Things get especially tricky when vulnerabilities are daisy-chained. An arbitrary file download alone is annoying but manageable. Combine download + upload, and risk grows. Add remote execution and you have a serious incident on your hands.

Exploiting GET Requests

Arbitrary file vulnerabilities present attackers with opportunities to take control of sites or exfiltrate sensitive data. It’s why zero-day disclosures (like the 2021 Fancy Product Designer issue) are rapidly adopted into scanners. The first wave of probes often uses simple GET requests to verify the presence of files/endpoints:

[02/Jun/2021:07:26:33 +0000] "GET /wp-content/plugins/fancy-product-designer/assets/jssocials/jssocials.css HTTP/1.1" 404 20943 "" "Mozilla/5.0 (Windows NT 6.1; WOW64) AppleWebKit/537.36 (KHTML, like Gecko) Chrome/50.0.2661.75 Safari/537.36"
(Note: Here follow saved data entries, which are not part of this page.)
use bytemuck::{Pod, Zeroable};
use orb::SphereMesh;
use wgpu::util::DeviceExt;

#[repr(C)]
#[derive(Clone, Copy, Debug, PartialEq, Pod, Zeroable)]
pub(crate) struct MeshVertex {
    pub position: [f32; 3],
    pub normal: [f32; 3],
}

impl MeshVertex {
    const ATTRIBUTES: [wgpu::VertexAttribute; 2] =
        wgpu::vertex_attr_array![0 => Float32x3, 1 => Float32x3];

    pub fn layout() -> wgpu::VertexBufferLayout<'static> {
        wgpu::VertexBufferLayout {
            array_stride: std::mem::size_of::<MeshVertex>() as wgpu::BufferAddress,
            step_mode: wgpu::VertexStepMode::Vertex,
            attributes: &Self::ATTRIBUTES,
        }
    }
}

pub(crate) fn interleave(mesh: &SphereMesh) -> Vec<MeshVertex> {
    mesh.positions
        .iter()
        .zip(&mesh.normals)
        .map(|(position, normal)| MeshVertex {
            position: position.to_array(),
            normal: normal.to_array(),
        })
        .collect()
}

/// Sphere geometry uploaded once; the wave displacement happens in the
/// vertex shader so these buffers never change.
pub(crate) struct MeshBuffers {
    pub vertices: wgpu::Buffer,
    pub indices: wgpu::Buffer,
    pub index_count: u32,
}

impl MeshBuffers {
    pub fn upload(device: &wgpu::Device, mesh: &SphereMesh) -> Self {
        let vertices = device.create_buffer_init(&wgpu::util::BufferInitDescriptor {
            label: Some("orb vertices"),
            contents: bytemuck::cast_slice(&interleave(mesh)),
            usage: wgpu::BufferUsages::VERTEX,
        });
        let indices = device.create_buffer_init(&wgpu::util::BufferInitDescriptor {
            label: Some("orb indices"),
            contents: bytemuck::cast_slice(&mesh.indices),
            usage: wgpu::BufferUsages::INDEX,
        });
        Self {
            vertices,
            indices,
            index_count: mesh.indices.len() as u32,
        }
    }
}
GET is a favorite because the risk of detection is low and most sites must allow it for normal browsing. It lets attackers confirm whether targets exist before moving to exploitation. For upload-type bugs, checks often target known static assets (e.g., CSS) to confirm plugin presence before attempting an upload route. For download-type bugs, probes go straight for sensitive files—e.g., wp-config.php, .env, VCS metadata, Dockerfiles, etc.

GET requests are “quiet” by design — they power page views. That makes them ideal for reconnaissance without tripping crude alarms.

Using a WAF to Virtually Patch at the Edge

Zero-days highlight the value of a Web Application Firewall (WAF): when no patch exists yet, WAF rules can mitigate attack traffic immediately. With the NOC WAF, common exploit attempts are blocked at the edge even if the site is vulnerable:

2021-06-02 15:17:14 88.198.91.76 403 199 HIT waf:exploit_blocked3 GET /blog/wp-content/plugins/fancy-product-designer/inc/custom-image-handler.php HTTP/1.1 88.198.91.76 Mozilla/5.0 (Windows NT 6.1; WOW64) AppleWebKit/537.36 (KHTML, like Gecko) Chrome/50.0.2661.75 Safari/537.36
2021-06-02 13:58:03 88.198.91.76 301 166 HIT waf:exploit_blocked3 GET /wp-content/plugins/fancy-product-designer/inc/custom-image-handler.php HTTP/1.1 88.198.91.76 Mozilla/5.0 (Windows NT 6.1; WOW64) AppleWebKit/537.36 (KHTML, like Gecko) Chrome/50.0.2661.75 Safari/537.36

This gives website owners peace of mind while developers work on fixes — a win-win that reduces exposure during the most dangerous window.